The aim of this study was to evaluate the feasibility of machine learning based on diffusion tensor imaging (DTI) measures to distinguish patients with focal epilepsy versus healthy controls and antiseizure medication (ASM) responsiveness.
This was a retrospective study performed at a tertiary hospital. We enrolled 456 patients with focal epilepsy, who underwent DTI and were taking ASMs. We enrolled 100 healthy subjects as a control. We obtained the conventional DTI measures and structural connectomic profiles from the DTI.

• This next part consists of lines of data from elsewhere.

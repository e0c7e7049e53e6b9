// SPDX-FileCopyrightText: 2026 Peerwarden Contributors
// SPDX-License-Identifier: MIT OR Apache-2.0

//! Account queries.

use std::str::FromStr;

use chrono::{DateTime, Utc};
use peerwarden_core::{Account, PeerwardenError, TOMBSTONE, UserLevel};
use rusqlite::{OptionalExtension, Row, params};

use crate::database::{Database, from_sql_ts, map_tr_err, opt_from_sql_ts, to_sql_ts};

const COLUMNS: &str =
    "id, user_id, username, user_level, premium_expires_at, premium_reason, created_at, updated_at";

pub(crate) fn level_from_sql(idx: usize, raw: &str) -> rusqlite::Result<UserLevel> {
    UserLevel::from_str(raw).map_err(|e| {
        rusqlite::Error::FromSqlConversionFailure(idx, rusqlite::types::Type::Text, Box::new(e))
    })
}

fn account_from_row(row: &Row<'_>) -> rusqlite::Result<Account> {
    let level: String = row.get(3)?;
    let created: String = row.get(6)?;
    let updated: String = row.get(7)?;
    Ok(Account {
        id: row.get(0)?,
        user_id: row.get(1)?,
        username: row.get(2)?,
        level: level_from_sql(3, &level)?,
        premium_expires_at: opt_from_sql_ts(4, row.get(4)?)?,
        premium_reason: row.get(5)?,
        created_at: from_sql_ts(6, &created)?,
        updated_at: from_sql_ts(7, &updated)?,
    })
}

fn limit_param(limit: usize) -> i64 {
    i64::try_from(limit).unwrap_or(i64::MAX)
}

pub async fn get_by_user_id(db: &Database, user_id: i64) -> Result<Option<Account>, PeerwardenError> {
    db.connection()
        .call(move |conn| {
            conn.query_row(
                &format!("SELECT {COLUMNS} FROM users WHERE user_id = ?1"),
                params![user_id],
                account_from_row,
            )
            .optional()
        })
        .await
        .map_err(map_tr_err)
}

/// Case-insensitive; a chat-registered row wins over an orphan one.
pub async fn get_by_username(
    db: &Database,
    username: &str,
) -> Result<Option<Account>, PeerwardenError> {
    let username = username.to_string();
    db.connection()
        .call(move |conn| {
            conn.query_row(
                &format!(
                    "SELECT {COLUMNS} FROM users WHERE LOWER(username) = LOWER(?1) \
                     ORDER BY user_id IS NULL, id LIMIT 1"
                ),
                params![username],
                account_from_row,
            )
            .optional()
        })
        .await
        .map_err(map_tr_err)
}

pub async fn search(db: &Database, query: &str) -> Result<Vec<Account>, PeerwardenError> {
    let pattern = format!("%{}%", query.to_lowercase());
    db.connection()
        .call(move |conn| {
            let mut stmt = conn.prepare(&format!(
                "SELECT {COLUMNS} FROM users \
                 WHERE LOWER(username) LIKE ?1 \
                    OR (user_id IS NOT NULL AND CAST(user_id AS TEXT) LIKE ?1) \
                 ORDER BY user_id"
            ))?;
            let rows = stmt.query_map(params![pattern], account_from_row)?;
            rows.collect()
        })
        .await
        .map_err(map_tr_err)
}

pub async fn register(
    db: &Database,
    user_id: Option<i64>,
    username: Option<&str>,
) -> Result<(), PeerwardenError> {
    let username = username.map(str::to_string);
    let now = to_sql_ts(Utc::now());
    db.connection()
        .call(move |conn| {
            match user_id {
                Some(id) => conn.execute(
                    "INSERT INTO users (user_id, username, user_level, created_at, updated_at) \
                     VALUES (?1, ?2, 'basic', ?3, ?3) \
                     ON CONFLICT(user_id) DO UPDATE SET \
                        username = excluded.username, updated_at = excluded.updated_at \
                     WHERE users.username IS NOT excluded.username",
                    params![id, username, now],
                )?,
                None => conn.execute(
                    "INSERT OR IGNORE INTO users (user_id, username, user_level, created_at, updated_at) \
                     VALUES (NULL, ?1, 'basic', ?2, ?2)",
                    params![username, now],
                )?,
            };
            Ok(())
        })
        .await
        .map_err(map_tr_err)
}

async fn set_updated_at(db: &Database, id: i64, at: DateTime<Utc>) -> Result<(), PeerwardenError> {
    let at = to_sql_ts(at);
    db.connection()
        .call(move |conn| {
            conn.execute(
                "UPDATE users SET updated_at = ?1 WHERE id = ?2",
                params![at, id],
            )?;
            Ok(())
        })
        .await
        .map_err(map_tr_err)
}

pub async fn update_activity(db: &Database, id: i64) -> Result<(), PeerwardenError> {
    set_updated_at(db, id, Utc::now()).await
}

pub async fn mark_tombstoned(db: &Database, id: i64) -> Result<(), PeerwardenError> {
    set_updated_at(db, id, TOMBSTONE).await
}

pub async fn list_all(db: &Database) -> Result<Vec<Account>, PeerwardenError> {
    db.connection()
        .call(|conn| {
            let mut stmt = conn.prepare(&format!("SELECT {COLUMNS} FROM users ORDER BY id"))?;
            let rows = stmt.query_map([], account_from_row)?;
            rows.collect()
        })
        .await
        .map_err(map_tr_err)
}

pub async fn list_by_level(
    db: &Database,
    level: UserLevel,
    limit: usize,
) -> Result<Vec<Account>, PeerwardenError> {
    let level = level.to_string();
    let limit = limit_param(limit);
    db.connection()
        .call(move |conn| {
            let mut stmt = conn.prepare(&format!(
                "SELECT {COLUMNS} FROM users WHERE user_level = ?1 ORDER BY created_at DESC LIMIT ?2"
            ))?;
            let rows = stmt.query_map(params![level, limit], account_from_row)?;
            rows.collect()
        })
        .await
        .map_err(map_tr_err)
}

pub async fn count_by_level(db: &Database) -> Result<Vec<(UserLevel, u64)>, PeerwardenError> {
    db.connection()
        .call(|conn| {
            let mut stmt = conn.prepare(
                "SELECT user_level, COUNT(*) FROM users GROUP BY user_level ORDER BY user_level",
            )?;
            let rows = stmt.query_map([], |row| {
                let level: String = row.get(0)?;
                let count: i64 = row.get(1)?;
                Ok((level_from_sql(0, &level)?, count.max(0) as u64))
            })?;
            rows.collect()
        })
        .await
        .map_err(map_tr_err)
}

/// Errors with `NotFound` when no account has this user id.
pub async fn set_level(db: &Database, user_id: i64, level: UserLevel) -> Result<(), PeerwardenError> {
    let level = level.to_string();
    let changed = db
        .connection()
        .call(move |conn| {
            conn.execute(
                "UPDATE users SET user_level = ?1 WHERE user_id = ?2",
                params![level, user_id],
            )
        })
        .await
        .map_err(map_tr_err)?;
    if changed == 0 {
        return Err(PeerwardenError::NotFound(format!("user {user_id}")));
    }
    Ok(())
}

pub async fn set_premium(
    db: &Database,
    user_id: i64,
    expires_at: Option<DateTime<Utc>>,
    reason: &str,
) -> Result<(), PeerwardenError> {
    let expires_at = expires_at.map(to_sql_ts);
    let reason = (!reason.is_empty()).then(|| reason.to_string());
    let changed = db
        .connection()
        .call(move |conn| {
            conn.execute(
                "UPDATE users SET premium_expires_at = ?1, premium_reason = ?2 WHERE user_id = ?3",
                params![expires_at, reason, user_id],
            )
        })
        .await
        .map_err(map_tr_err)?;
    if changed == 0 {
        return Err(PeerwardenError::NotFound(format!("user {user_id}")));
    }
    Ok(())
}

#[cfg(test)]
mod tests {
    use super::*;
    use chrono::Duration;

    async fn db() -> Database {
        Database::open_in_memory().await.unwrap()
    }

    #[tokio::test]
    async fn register_with_id_refreshes_username() {
        let db = db().await;
        register(&db, Some(42), Some("alice")).await.unwrap();
        register(&db, Some(42), Some("alice_new")).await.unwrap();

        let acc = get_by_user_id(&db, 42).await.unwrap().unwrap();
        assert_eq!(acc.username.as_deref(), Some("alice_new"));
        assert_eq!(acc.level, UserLevel::Basic);
        assert_eq!(list_all(&db).await.unwrap().len(), 1);
    }

    #[tokio::test]
    async fn register_without_id_is_idempotent() {
        let db = db().await;
        register(&db, None, Some("manual")).await.unwrap();
        register(&db, None, Some("Manual")).await.unwrap();

        let all = list_all(&db).await.unwrap();
        assert_eq!(all.len(), 1);
        assert_eq!(all[0].user_id, None);
    }

    #[tokio::test]
    async fn username_lookup_prefers_chat_account() {
        let db = db().await;
        register(&db, None, Some("bob")).await.unwrap();
        register(&db, Some(7), Some("Bob")).await.unwrap();

        let acc = get_by_username(&db, "bob").await.unwrap().unwrap();
        assert_eq!(acc.user_id, Some(7));
        assert!(get_by_username(&db, "carol").await.unwrap().is_none());
    }

    #[tokio::test]
    async fn search_matches_username_and_id() {
        let db = db().await;
        register(&db, Some(1001), Some("alice")).await.unwrap();
        register(&db, Some(2002), Some("malice")).await.unwrap();
        register(&db, Some(3003), Some("bob")).await.unwrap();

        let hits = search(&db, "ALIC").await.unwrap();
        assert_eq!(
            hits.iter().map(|a| a.user_id).collect::<Vec<_>>(),
            vec![Some(1001), Some(2002)]
        );
        assert_eq!(search(&db, "300").await.unwrap().len(), 1);
    }

    #[tokio::test]
    async fn tombstone_and_activity_use_row_id() {
        let db = db().await;
        register(&db, None, Some("orphan")).await.unwrap();
        let acc = get_by_username(&db, "orphan").await.unwrap().unwrap();

        mark_tombstoned(&db, acc.id).await.unwrap();
        let acc = get_by_username(&db, "orphan").await.unwrap().unwrap();
        assert!(acc.is_tombstoned());

        update_activity(&db, acc.id).await.unwrap();
        let acc = get_by_username(&db, "orphan").await.unwrap().unwrap();
        assert!(!acc.is_tombstoned());
    }

    #[tokio::test]
    async fn level_and_premium_are_independent() {
        let db = db().await;
        register(&db, Some(5), Some("eve")).await.unwrap();
        set_level(&db, 5, UserLevel::Ban).await.unwrap();
        let until = Utc::now() + Duration::days(3);
        set_premium(&db, 5, Some(until), "spam").await.unwrap();

        let acc = get_by_user_id(&db, 5).await.unwrap().unwrap();
        assert_eq!(acc.level, UserLevel::Ban);
        assert_eq!(acc.premium_reason.as_deref(), Some("spam"));
        assert_eq!(acc.premium_expires_at.map(|t| t.timestamp()), Some(until.timestamp()));

        assert!(set_level(&db, 99, UserLevel::Admin).await.unwrap_err().is_not_found());
    }

    #[tokio::test]
    async fn counts_and_listing_by_level() {
        let db = db().await;
        for id in 1..=3 {
            register(&db, Some(id), Some(&format!("u{id}"))).await.unwrap();
        }
        set_level(&db, 2, UserLevel::Moderator).await.unwrap();

        let counts = count_by_level(&db).await.unwrap();
        assert!(counts.contains(&(UserLevel::Basic, 2)));
        assert!(counts.contains(&(UserLevel::Moderator, 1)));
        assert_eq!(list_by_level(&db, UserLevel::Basic, 1).await.unwrap().len(), 1);
        assert_eq!(list_by_level(&db, UserLevel::Moderator, usize::MAX).await.unwrap()[0].user_id, Some(2));
    }
}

The support vector machine (SVM) classifier based on the conventional DTI measures revealed an accuracy of 76.5% and an area under curve (AUC) of 0.604 (95% Confidence interval (CI), 0.506–0.695). Another SVM classifier combined with structural connectomic profiles demonstrated an accuracy of 82.8% and an AUC of 0.701 (95% CI, 0.606–0.784). Of the 456 patients with epilepsy, 242 patients were ASM good responders, whereas 214 patients were ASM poor responders. In the classification of the ASM responders, an SVM classifier based on the conventional DTI measures revealed an accuracy of 54.9% and an AUC of 0.551 (95% CI, 0.443–0.655). Another SVM classifier combined with structural connectomic profiles demonstrated an accuracy of 59.3% and an AUC of 0.594 (95% CI, 0.485–0.695).
DTI using a machine learning is useful for differentiating patients with focal epilepsy from healthy controls, but it cannot classify ASM responsiveness. Combining structural connectomic profiles results in a better classification performance than the use of conventional DTI measures alone for identifying focal epilepsy and ASM responsiveness.